Bisnis Thrift Kian Berkembang : Alternatif Ekonomis di Tengah Ketidakpastian Ekonomi
Faras Khalisa Sabira AuthenticNews
Dalam beberapa tahun terakhir, bisnis thrift shop atau pakaian bekas semakin menarik perhatian berbagai kalangan, terutama di tengah situasi ekonomi yang tidak menentu. Uka, seorang pengelola toko thrift sekaligus salah satu founder komunitas thrift dengan lebih dari 100 anggota, mengungkapkan bagaimana usaha ini terus tumbuh sebagai solusi bagi mereka yang mencari alternatif pakaian berkualitas dengan harga terjangkau.
“Awalnya, saya fokus menjual barang baru. Tapi, modal besar dan biaya produksi yang tinggi menjadi tantangan. Thrifting akhirnya jadi peluang usaha karena lebih terjangkau,” ujar Uka dalam wawancara pada Jumat, 18 Oktober 2024. Ia menjelaskan bahwa thrift mulai menarik banyak minat masyarakat sejak tahun 2019, terutama karena harga barang baru yang tinggi. Sedangkan “Dengan uang 10 ribu saja, pembeli bisa dapat pakaian bagus, walaupun bekas,” tambahnya.
Uka memulai bisnis ini dari komunitas yang kemudian berkembang menjadi kolektif dengan sekitar 30 hingga 40 pedagang aktif. Mereka menyelenggarakan event setiap tiga bulan sekali dan menjangkau berbagai segmen masyarakat, mulai dari kelas bawah hingga kelas menengah. "Kami ingin merangkul semua kalangan, itulah kenapa ada program sale dengan harga mulai dari 5 ribu sampai 50 ribu untuk kalangan bawah, hingga 250 ribu untuk kalangan atas."

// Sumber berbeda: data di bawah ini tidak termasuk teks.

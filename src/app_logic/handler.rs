use crate::core::aggregator::FinalAggregator;
use crate::core::batch_executor::{BatchExecutor, BatchOutcome, FileContentReader};
use crate::core::batch_planner::{self, Batch, PlanError};
use crate::core::config::{ConfigError, ResolvedScenario, ScanConfig, SummarizerConfig};
use crate::core::file_node::{ProjectDocument, TreeNode};
use crate::core::file_system::{FileSystemError, FileSystemScannerOperations};
use crate::core::llm_client::{BudgetedSummarizer, LlmClientError, SummarizerOperations};
use crate::core::path_utils;
use crate::core::project_store::{PROJECT_DOCUMENT_FILENAME, ProjectStoreOperations, StoreError};
use crate::core::report_writer;
use crate::core::run_state::{InvocationBudget, RunState};
use crate::core::tokenizer_utils::TokenCounterOperations;
use crate::core::tree_merger;
use std::fs;
use std::io;
use std::path::{Path, PathBuf};
use std::sync::Arc;
use std::sync::atomic::{AtomicBool, AtomicUsize, Ordering};
use std::sync::mpsc;
use std::thread;

pub const APP_NAME: &str = "SourceSummarizer";
pub const DEFAULT_REPORT_NAME: &str = "final_project_summary";
const SEED_FILE_NAME: &str = "readme.md";

/*
 * Paths and names for one invocation of the tool. Built once from the command
 * line and passed to every step; nothing here is global.
 */
#[derive(Debug, Clone, PartialEq)]
pub struct RunContext {
    pub project_root: PathBuf,
    pub project_name: String,
    pub output_dir: PathBuf,
    pub report_name: String,
}

impl RunContext {
    pub fn new(
        project_root: &Path,
        project_name: Option<String>,
        output_dir: Option<PathBuf>,
        report_name: Option<String>,
    ) -> Self {
        let project_name =
            project_name.unwrap_or_else(|| path_utils::project_name_from_root(project_root));
        let output_dir = output_dir
            .unwrap_or_else(|| path_utils::default_output_dir(project_root, &project_name));
        RunContext {
            project_root: project_root.to_path_buf(),
            project_name,
            output_dir,
            report_name: report_name.unwrap_or_else(|| DEFAULT_REPORT_NAME.to_string()),
        }
    }

    /* Location of the persisted project document. */
    pub fn document_path(&self) -> PathBuf {
        self.output_dir.join(PROJECT_DOCUMENT_FILENAME)
    }
}

#[derive(Debug)]
pub enum RunError {
    Config(ConfigError),
    Store(StoreError),
    Scan(FileSystemError),
    Plan(PlanError),
    Io(io::Error),
    Llm(LlmClientError),
}

impl From<ConfigError> for RunError {
    fn from(err: ConfigError) -> Self {
        RunError::Config(err)
    }
}

impl From<StoreError> for RunError {
    fn from(err: StoreError) -> Self {
        RunError::Store(err)
    }
}

impl From<FileSystemError> for RunError {
    fn from(err: FileSystemError) -> Self {
        RunError::Scan(err)
    }
}

impl From<PlanError> for RunError {
    fn from(err: PlanError) -> Self {
        RunError::Plan(err)
    }
}

impl From<io::Error> for RunError {
    fn from(err: io::Error) -> Self {
        RunError::Io(err)
    }
}

impl From<LlmClientError> for RunError {
    fn from(err: LlmClientError) -> Self {
        RunError::Llm(err)
    }
}

impl std::fmt::Display for RunError {
    fn fmt(&self, f: &mut std::fmt::Formatter<'_>) -> std::fmt::Result {
        match self {
            RunError::Config(e) => write!(f, "{e}"),
            RunError::Store(e) => write!(f, "Project document error: {e}"),
            RunError::Scan(e) => write!(f, "Scan failed: {e}"),
            RunError::Plan(e) => write!(f, "Batch planning failed: {e}"),
            RunError::Io(e) => write!(f, "I/O error: {e}"),
            RunError::Llm(e) => write!(f, "Model client error: {e}"),
        }
    }
}

impl std::error::Error for RunError {
    fn source(&self) -> Option<&(dyn std::error::Error + 'static)> {
        match self {
            RunError::Config(e) => Some(e),
            RunError::Store(e) => Some(e),
            RunError::Scan(e) => Some(e),
            RunError::Plan(e) => Some(e),
            RunError::Io(e) => Some(e),
            RunError::Llm(e) => Some(e),
        }
    }
}

pub type Result<T> = std::result::Result<T, RunError>;

/*
 * What a summarization run produced. `report_path` is `None` when no report was
 * written (nothing to aggregate, budget exhausted, or the final call failed).
 */
#[derive(Debug, Clone, PartialEq)]
pub struct RunReport {
    pub report_path: Option<PathBuf>,
    pub final_summary: String,
    pub state: RunState,
}

/*
 * Pending work for a project as seen before any model call.
 */
#[derive(Debug, Clone, Copy, PartialEq, Eq)]
pub struct RunEstimate {
    pub pending_files: usize,
    pub invocations: usize,
}

/*
 * Drives scans and summarization runs. Storage, scanning and token counting are
 * injected so the pipeline can be exercised with mocks; the summarizer and file
 * reader are passed per run.
 */
pub struct SummarizerApp {
    scanner: Arc<dyn FileSystemScannerOperations>,
    store: Arc<dyn ProjectStoreOperations>,
    token_counter: Arc<dyn TokenCounterOperations>,
}

impl SummarizerApp {
    pub fn new(
        scanner: Arc<dyn FileSystemScannerOperations>,
        store: Arc<dyn ProjectStoreOperations>,
        token_counter: Arc<dyn TokenCounterOperations>,
    ) -> Self {
        SummarizerApp {
            scanner,
            store,
            token_counter,
        }
    }

    /*
     * Scans the project, merges the result with any saved document so existing
     * summaries survive, and writes the tree outline and file list.
     */
    pub fn scan(&self, ctx: &RunContext, scan_config: &ScanConfig) -> Result<ProjectDocument> {
        fs::create_dir_all(&ctx.output_dir)?;
        let tree = self.scanner.scan_project(&ctx.project_root, scan_config)?;
        let document = ProjectDocument::new(ctx.project_name.clone(), tree);
        let document = self
            .store
            .save_document_with_merge(&ctx.document_path(), document)?;

        let tree_path = report_writer::write_tree_markdown(&ctx.output_dir, &document.structure)?;
        let list_path = report_writer::write_file_list(&ctx.output_dir, &document.structure)?;
        log::info!(
            "Handler: Scanned '{}': {} files, {} already summarized. Wrote {tree_path:?} and {list_path:?}.",
            document.project_name,
            document.structure.file_paths().len(),
            document.summaries.len()
        );
        Ok(document)
    }

    /*
     * Counts pending files and the batch invocations they will need, without
     * calling the model.
     */
    pub fn estimate(
        &self,
        ctx: &RunContext,
        scenario: &ResolvedScenario,
        skip_extensions: &[String],
    ) -> Result<RunEstimate> {
        let document = self.store.load_document(&ctx.document_path())?;
        let pending = tree_merger::collect_pending(&document.structure, skip_extensions);
        let invocations = batch_planner::estimate_invocations(&pending, scenario.batch_threshold)?;
        log::info!(
            "Handler: {} pending files need {invocations} batch invocations (threshold {}).",
            pending.len(),
            scenario.batch_threshold
        );
        Ok(RunEstimate {
            pending_files: pending.len(),
            invocations,
        })
    }

    /*
     * Summarizes every pending file in batches, persisting after each batch, then
     * folds all summaries into the final report.
     */
    pub fn summarize(
        &self,
        ctx: &RunContext,
        scenario: &ResolvedScenario,
        skip_extensions: &[String],
        summarizer: &dyn SummarizerOperations,
        reader: &dyn FileContentReader,
    ) -> Result<RunReport> {
        let document_path = ctx.document_path();
        let mut document = self.store.load_document(&document_path)?;

        let seed = if scenario.use_seed {
            extract_seed(&document.structure, reader)
        } else {
            String::new()
        };

        let pending = tree_merger::collect_pending(&document.structure, skip_extensions);
        let batches = batch_planner::plan_batches(&pending, scenario.batch_threshold)?;
        let budget = InvocationBudget::new(scenario.max_invocations);
        let mut state = RunState::new(pending.len(), batches.len(), scenario.max_invocations);
        log::info!(
            "Handler: Scenario '{}': {} pending files in {} batches, {} workers.",
            scenario.name,
            pending.len(),
            batches.len(),
            scenario.max_concurrent_requests
        );

        self.execute_batches(
            &batches,
            &mut document,
            &document_path,
            scenario,
            summarizer,
            reader,
            &budget,
            &mut state,
        )?;

        document.need_traverse =
            !tree_merger::collect_pending(&document.structure, skip_extensions).is_empty();
        self.store.save_document(&document_path, &document)?;

        let final_summary = if budget.is_exhausted() {
            log::warn!(
                "Handler: Invocation cap reached during batches, skipping final aggregation. Re-run to continue."
            );
            String::new()
        } else if document.summaries.is_empty() {
            log::warn!("Handler: No file summaries available, skipping final aggregation.");
            String::new()
        } else {
            let budgeted = BudgetedSummarizer::new(summarizer, &budget);
            FinalAggregator::new(&budgeted, &scenario.final_prompt, scenario.batch_threshold)
                .aggregate(&seed, &document.summaries)
        };
        state.invocations_issued = budget.issued();

        let report_path = if final_summary.trim().is_empty() {
            log::warn!("Handler: Final summary is empty, no report written.");
            None
        } else {
            log::info!("Handler: Progress {:.1}%.", state.progress_percent(true));
            Some(report_writer::write_final_report(
                &ctx.output_dir,
                &ctx.report_name,
                &final_summary,
            )?)
        };

        state.log_summary();
        Ok(RunReport {
            report_path,
            final_summary,
            state,
        })
    }

    /*
     * Scan followed by a summarization run.
     */
    pub fn run(
        &self,
        ctx: &RunContext,
        config: &SummarizerConfig,
        scenario: &ResolvedScenario,
        summarizer: &dyn SummarizerOperations,
        reader: &dyn FileContentReader,
    ) -> Result<RunReport> {
        self.scan(ctx, &config.scan)?;
        self.summarize(ctx, scenario, &config.skip_extensions, summarizer, reader)
    }

    /*
     * Worker threads take batches in plan order from a shared index and send their
     * outcomes back over a channel. This thread is the only writer of `document`:
     * it applies each outcome and saves before handling the next one. A failed save
     * stops the workers from taking new batches and is returned once in-flight
     * batches have drained.
     */
    #[allow(clippy::too_many_arguments)]
    fn execute_batches(
        &self,
        batches: &[Batch],
        document: &mut ProjectDocument,
        document_path: &Path,
        scenario: &ResolvedScenario,
        summarizer: &dyn SummarizerOperations,
        reader: &dyn FileContentReader,
        budget: &InvocationBudget,
        state: &mut RunState,
    ) -> Result<()> {
        if batches.is_empty() {
            log::info!("Handler: Nothing pending, all files already summarized.");
            return Ok(());
        }

        let executor = BatchExecutor::new(
            summarizer,
            reader,
            self.token_counter.as_ref(),
            &scenario.batch_prompt,
        );
        let next_batch = AtomicUsize::new(0);
        let stop = AtomicBool::new(false);
        let worker_count = scenario.max_concurrent_requests.clamp(1, batches.len());
        let (tx, rx) = mpsc::channel::<BatchOutcome>();

        thread::scope(|scope| {
            for worker_id in 0..worker_count {
                let tx = tx.clone();
                let executor = &executor;
                let next_batch = &next_batch;
                let stop = &stop;
                scope.spawn(move || {
                    while !stop.load(Ordering::SeqCst) {
                        let index = next_batch.fetch_add(1, Ordering::SeqCst);
                        let Some(batch) = batches.get(index) else {
                            break;
                        };
                        if !budget.try_acquire() {
                            log::warn!(
                                "Handler: Worker {worker_id}: invocation cap reached, batch {index} left pending."
                            );
                            stop.store(true, Ordering::SeqCst);
                            break;
                        }
                        if tx.send(executor.execute(index, batch)).is_err() {
                            break;
                        }
                    }
                    log::trace!("Handler: Worker {worker_id} finished.");
                });
            }
            drop(tx);

            let mut save_error: Option<StoreError> = None;
            for outcome in rx {
                let applied = tree_merger::apply_batch_results(document, &outcome.summaries);
                state.batches_completed += 1;
                state.files_summarized += applied;
                state.prompt_tokens += outcome.prompt_tokens;
                if outcome.is_failure() {
                    state.batches_failed += 1;
                }

                if save_error.is_none()
                    && let Err(e) = self.store.save_document(document_path, document)
                {
                    log::error!("Handler: Failed to persist after batch {}: {e}", outcome.batch_index);
                    stop.store(true, Ordering::SeqCst);
                    save_error = Some(e);
                }

                log::info!(
                    "Handler: Batch {} finished ({:?}, {}/{} files summarized). Progress {:.1}%.",
                    outcome.batch_index,
                    outcome.status,
                    applied,
                    outcome.paths.len(),
                    state.progress_percent(false)
                );
            }

            match save_error {
                Some(e) => Err(RunError::Store(e)),
                None => Ok(()),
            }
        })
    }
}

/*
 * Reads the project's own description (a `README.md` at the root, any case) to
 * seed the final report. Missing or unreadable descriptions yield an empty seed.
 */
fn extract_seed(tree: &TreeNode, reader: &dyn FileContentReader) -> String {
    let readme = tree.children().iter().find_map(|node| match node {
        TreeNode::File(file) if file.name.eq_ignore_ascii_case(SEED_FILE_NAME) => {
            Some(file.relative_path.as_str())
        }
        _ => None,
    });
    let Some(readme) = readme else {
        log::warn!("Handler: No README.md at the project root, continuing without a seed description.");
        return String::new();
    };
    reader.read_file(readme).unwrap_or_else(|e| {
        log::warn!("Handler: Failed to read seed description '{readme}': {e}");
        String::new()
    })
}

Namun, meskipun berkembang pesat, bisnis thrift menghadapi tantangan tersendiri, Uka merasa tantangan dari usaha thrift bukanlah pasokan barang, melainkan pemerintah. “Beberapa kali kita dijadikan kambing hitam perihal masalah ekonomi dipasar yang katanya sepi. Kebetulan salah satu dari wakil komunitas kami sempat bertemu dengan Pak Zulhas di Pasar Senen dan setelah kita ngobrol-ngobrol itu sebenarnya faktor utamanya itu lebih ke produk impor dari Cina yang kw-kw itu gitu dan itu tersebar di market place. Jadi bukan thrifting yang menghambat ekonomi lokal atau garmen lokal.” jelas Uka.
Ia juga menambahkan bahwa bisnis thrift dapat menjadi solusi bagi generasi muda yang ingin memulai usaha tanpa modal besar. “Bisnis ini bisa dimulai tanpa modal. Misalnya, seseorang bisa mulai sebagai reseller, cukup dengan modal foto produk dan mengandalkan barang dari komunitas pedagang thrift. Kalau barangnya tidak laku, bisa dikembalikan.”
Di tengah persaingan pasar yang semakin ketat, Uka percaya bahwa keunikan barang thrift menjadi salah satu kekuatan utama. "Setiap item yang dijual di thrift itu satu-satunya, jadi tidak ada persaingan langsung seperti di toko pakaian baru yang bisa menjual produk yang sama dalam jumlah besar."
Dengan semangat komunitas dan dukungan antar-pedagang, Uka berharap bisnis thrift akan terus tumbuh dan memberi kontribusi positif bagi perekonomian serta kehidupan masyarakat yang semakin mencari alternatif ekonomis dan berkelanjutan.